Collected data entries
+ + + + + + +
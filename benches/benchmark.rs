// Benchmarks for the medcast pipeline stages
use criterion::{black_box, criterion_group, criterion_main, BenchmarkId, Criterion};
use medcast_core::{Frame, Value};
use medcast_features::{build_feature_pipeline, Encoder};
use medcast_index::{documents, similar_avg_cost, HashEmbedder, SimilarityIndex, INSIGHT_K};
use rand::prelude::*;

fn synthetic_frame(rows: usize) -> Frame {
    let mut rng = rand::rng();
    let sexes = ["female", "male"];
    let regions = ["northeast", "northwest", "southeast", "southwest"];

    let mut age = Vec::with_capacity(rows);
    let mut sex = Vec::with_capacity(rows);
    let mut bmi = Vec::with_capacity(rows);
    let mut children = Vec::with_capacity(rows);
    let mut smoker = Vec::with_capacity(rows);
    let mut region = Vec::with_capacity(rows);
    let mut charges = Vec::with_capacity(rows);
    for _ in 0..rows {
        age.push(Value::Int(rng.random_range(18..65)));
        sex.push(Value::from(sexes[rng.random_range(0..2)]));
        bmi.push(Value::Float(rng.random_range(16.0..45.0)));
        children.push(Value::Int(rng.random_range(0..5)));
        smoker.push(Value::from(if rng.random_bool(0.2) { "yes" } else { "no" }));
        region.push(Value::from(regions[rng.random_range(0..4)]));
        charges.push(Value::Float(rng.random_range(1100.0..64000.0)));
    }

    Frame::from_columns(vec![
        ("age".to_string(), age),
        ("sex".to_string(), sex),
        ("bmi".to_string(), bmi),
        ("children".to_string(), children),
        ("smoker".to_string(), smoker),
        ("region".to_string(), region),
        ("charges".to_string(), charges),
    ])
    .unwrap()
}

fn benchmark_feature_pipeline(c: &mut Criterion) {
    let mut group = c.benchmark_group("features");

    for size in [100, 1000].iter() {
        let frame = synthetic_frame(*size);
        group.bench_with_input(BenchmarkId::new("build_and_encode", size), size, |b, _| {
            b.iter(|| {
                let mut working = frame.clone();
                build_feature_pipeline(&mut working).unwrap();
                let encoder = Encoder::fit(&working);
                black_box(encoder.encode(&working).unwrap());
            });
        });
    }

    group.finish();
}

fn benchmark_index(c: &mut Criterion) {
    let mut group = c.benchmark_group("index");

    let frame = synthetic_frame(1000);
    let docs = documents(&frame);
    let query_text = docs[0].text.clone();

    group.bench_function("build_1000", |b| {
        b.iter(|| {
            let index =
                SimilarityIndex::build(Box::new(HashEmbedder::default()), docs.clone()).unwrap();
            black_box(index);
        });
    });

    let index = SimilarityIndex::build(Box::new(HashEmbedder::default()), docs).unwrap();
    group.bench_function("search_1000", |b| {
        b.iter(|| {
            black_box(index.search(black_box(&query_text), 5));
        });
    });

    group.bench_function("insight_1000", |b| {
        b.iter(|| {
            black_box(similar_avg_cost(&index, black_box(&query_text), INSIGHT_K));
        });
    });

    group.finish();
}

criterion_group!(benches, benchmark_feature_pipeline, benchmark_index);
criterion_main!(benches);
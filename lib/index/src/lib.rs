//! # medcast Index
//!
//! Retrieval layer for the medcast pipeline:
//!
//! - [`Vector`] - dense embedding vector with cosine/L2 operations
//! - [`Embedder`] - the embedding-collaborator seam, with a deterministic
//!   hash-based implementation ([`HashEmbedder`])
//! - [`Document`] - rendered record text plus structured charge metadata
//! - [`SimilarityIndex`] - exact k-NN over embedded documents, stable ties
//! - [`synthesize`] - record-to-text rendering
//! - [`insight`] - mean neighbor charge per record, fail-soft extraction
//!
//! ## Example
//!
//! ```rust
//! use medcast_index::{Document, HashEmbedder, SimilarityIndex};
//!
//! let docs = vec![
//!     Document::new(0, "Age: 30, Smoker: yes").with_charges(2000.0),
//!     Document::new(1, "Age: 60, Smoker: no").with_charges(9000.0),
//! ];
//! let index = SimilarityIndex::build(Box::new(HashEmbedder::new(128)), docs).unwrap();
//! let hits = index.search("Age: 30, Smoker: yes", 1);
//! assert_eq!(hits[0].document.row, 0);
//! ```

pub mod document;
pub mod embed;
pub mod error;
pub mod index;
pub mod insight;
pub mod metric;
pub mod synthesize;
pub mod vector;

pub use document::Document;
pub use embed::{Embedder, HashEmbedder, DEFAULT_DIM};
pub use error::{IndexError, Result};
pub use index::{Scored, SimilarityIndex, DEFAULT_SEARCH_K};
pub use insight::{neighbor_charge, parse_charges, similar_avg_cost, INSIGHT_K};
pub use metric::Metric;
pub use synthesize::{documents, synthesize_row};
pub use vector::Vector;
+ + + + + + +
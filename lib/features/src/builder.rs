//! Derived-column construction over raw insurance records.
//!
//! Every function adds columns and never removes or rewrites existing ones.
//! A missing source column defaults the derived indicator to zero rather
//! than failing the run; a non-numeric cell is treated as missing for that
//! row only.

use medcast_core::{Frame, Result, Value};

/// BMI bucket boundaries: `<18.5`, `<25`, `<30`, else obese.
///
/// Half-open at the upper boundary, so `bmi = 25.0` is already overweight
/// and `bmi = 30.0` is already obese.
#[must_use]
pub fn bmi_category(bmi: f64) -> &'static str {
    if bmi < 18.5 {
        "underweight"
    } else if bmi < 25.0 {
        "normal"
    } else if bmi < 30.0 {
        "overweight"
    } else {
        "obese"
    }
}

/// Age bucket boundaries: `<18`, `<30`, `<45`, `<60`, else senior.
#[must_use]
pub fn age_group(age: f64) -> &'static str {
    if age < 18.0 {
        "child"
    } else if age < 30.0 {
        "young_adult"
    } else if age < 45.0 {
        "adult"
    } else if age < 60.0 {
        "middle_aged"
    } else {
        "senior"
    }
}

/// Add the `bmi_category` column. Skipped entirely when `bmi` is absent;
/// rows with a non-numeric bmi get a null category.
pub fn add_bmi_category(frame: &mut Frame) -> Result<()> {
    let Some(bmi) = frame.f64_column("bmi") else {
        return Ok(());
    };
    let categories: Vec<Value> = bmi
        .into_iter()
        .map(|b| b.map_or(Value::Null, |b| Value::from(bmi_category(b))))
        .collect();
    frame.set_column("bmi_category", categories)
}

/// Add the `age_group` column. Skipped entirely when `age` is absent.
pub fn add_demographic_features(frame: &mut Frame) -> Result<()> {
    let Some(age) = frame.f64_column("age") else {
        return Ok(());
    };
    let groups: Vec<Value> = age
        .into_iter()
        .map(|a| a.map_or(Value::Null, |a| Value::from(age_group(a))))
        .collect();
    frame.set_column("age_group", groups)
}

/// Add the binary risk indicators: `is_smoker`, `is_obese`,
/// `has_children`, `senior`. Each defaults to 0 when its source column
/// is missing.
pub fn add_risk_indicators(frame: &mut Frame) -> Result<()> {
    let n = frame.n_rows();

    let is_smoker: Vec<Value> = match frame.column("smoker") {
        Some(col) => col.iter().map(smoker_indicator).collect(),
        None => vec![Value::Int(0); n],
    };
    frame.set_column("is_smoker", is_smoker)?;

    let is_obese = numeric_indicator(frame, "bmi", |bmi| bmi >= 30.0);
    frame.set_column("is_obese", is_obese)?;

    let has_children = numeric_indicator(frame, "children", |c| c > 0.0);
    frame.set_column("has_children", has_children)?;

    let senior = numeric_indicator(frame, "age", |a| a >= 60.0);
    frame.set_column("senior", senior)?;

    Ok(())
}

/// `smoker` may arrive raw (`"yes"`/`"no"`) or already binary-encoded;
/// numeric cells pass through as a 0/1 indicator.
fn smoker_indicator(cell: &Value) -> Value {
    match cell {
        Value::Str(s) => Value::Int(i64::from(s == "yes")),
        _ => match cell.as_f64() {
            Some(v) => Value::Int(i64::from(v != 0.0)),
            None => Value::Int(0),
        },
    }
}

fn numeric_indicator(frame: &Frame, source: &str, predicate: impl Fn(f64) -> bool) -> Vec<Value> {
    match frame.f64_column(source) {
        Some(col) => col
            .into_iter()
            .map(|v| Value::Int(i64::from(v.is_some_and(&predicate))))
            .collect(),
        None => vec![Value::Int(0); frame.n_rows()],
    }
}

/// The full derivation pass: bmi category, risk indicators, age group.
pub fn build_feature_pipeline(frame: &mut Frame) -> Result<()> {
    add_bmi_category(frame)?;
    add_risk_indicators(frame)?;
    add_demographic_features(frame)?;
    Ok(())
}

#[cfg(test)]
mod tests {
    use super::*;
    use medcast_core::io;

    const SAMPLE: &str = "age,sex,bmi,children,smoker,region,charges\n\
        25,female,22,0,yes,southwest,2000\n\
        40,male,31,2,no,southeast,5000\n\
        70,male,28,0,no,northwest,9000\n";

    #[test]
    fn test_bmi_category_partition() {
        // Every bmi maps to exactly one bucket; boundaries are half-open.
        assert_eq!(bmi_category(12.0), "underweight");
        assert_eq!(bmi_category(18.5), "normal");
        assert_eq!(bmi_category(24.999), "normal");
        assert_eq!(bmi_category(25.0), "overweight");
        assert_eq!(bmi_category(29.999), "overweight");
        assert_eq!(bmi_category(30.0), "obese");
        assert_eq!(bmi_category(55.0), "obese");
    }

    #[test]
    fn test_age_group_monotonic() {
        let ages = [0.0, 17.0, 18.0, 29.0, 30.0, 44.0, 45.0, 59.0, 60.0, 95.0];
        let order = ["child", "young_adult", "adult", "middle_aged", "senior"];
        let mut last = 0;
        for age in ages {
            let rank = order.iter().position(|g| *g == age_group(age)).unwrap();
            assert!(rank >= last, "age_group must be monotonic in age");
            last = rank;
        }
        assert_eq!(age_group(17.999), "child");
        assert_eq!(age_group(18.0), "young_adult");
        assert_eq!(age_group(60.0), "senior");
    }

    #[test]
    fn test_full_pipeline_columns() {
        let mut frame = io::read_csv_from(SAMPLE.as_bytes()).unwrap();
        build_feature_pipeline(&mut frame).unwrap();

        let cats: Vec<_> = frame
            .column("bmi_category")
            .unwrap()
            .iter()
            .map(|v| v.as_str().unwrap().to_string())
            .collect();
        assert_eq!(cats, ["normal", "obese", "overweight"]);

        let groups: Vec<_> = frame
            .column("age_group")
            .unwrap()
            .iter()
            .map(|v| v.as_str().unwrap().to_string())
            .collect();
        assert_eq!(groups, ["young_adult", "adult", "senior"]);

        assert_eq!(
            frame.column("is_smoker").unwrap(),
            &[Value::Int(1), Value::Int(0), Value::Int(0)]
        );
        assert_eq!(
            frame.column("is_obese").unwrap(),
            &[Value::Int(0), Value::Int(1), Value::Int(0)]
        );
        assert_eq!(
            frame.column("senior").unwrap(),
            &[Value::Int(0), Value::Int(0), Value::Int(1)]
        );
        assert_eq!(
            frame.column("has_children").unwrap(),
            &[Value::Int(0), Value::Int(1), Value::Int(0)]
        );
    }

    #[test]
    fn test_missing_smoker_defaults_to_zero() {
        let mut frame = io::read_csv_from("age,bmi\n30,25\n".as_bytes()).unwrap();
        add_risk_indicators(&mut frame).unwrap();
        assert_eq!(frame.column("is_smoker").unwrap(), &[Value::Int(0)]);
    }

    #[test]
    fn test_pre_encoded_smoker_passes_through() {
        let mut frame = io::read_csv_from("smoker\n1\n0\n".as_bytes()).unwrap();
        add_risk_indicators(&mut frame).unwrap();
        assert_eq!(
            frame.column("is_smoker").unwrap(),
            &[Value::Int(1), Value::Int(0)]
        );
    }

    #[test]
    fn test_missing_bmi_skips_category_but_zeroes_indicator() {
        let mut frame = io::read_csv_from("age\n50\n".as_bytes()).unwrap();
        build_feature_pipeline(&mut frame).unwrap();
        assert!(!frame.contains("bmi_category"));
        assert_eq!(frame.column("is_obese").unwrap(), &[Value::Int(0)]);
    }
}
+ + + + + + +
WORK ORDER — Which lines above run from the one containing "filename benches/benchmark.rs" down to the one containing "let mut children"? Repeat exactly those, both ends included, and nothing else.

PROBLEM SOLUTION —
filename benches/benchmark.rs
// Benchmarks for the medcast pipeline stages
use criterion::{black_box, criterion_group, criterion_main, BenchmarkId, Criterion};
use medcast_core::{Frame, Value};
use medcast_features::{build_feature_pipeline, Encoder};
use medcast_index::{documents, similar_avg_cost, HashEmbedder, SimilarityIndex, INSIGHT_K};
use rand::prelude::*;

fn synthetic_frame(rows: usize) -> Frame {
    let mut rng = rand::rng();
    let sexes = ["female", "male"];
    let regions = ["northeast", "northwest", "southeast", "southwest"];

    let mut age = Vec::with_capacity(rows);
    let mut sex = Vec::with_capacity(rows);
    let mut bmi = Vec::with_capacity(rows);
    let mut children = Vec::with_capacity(rows);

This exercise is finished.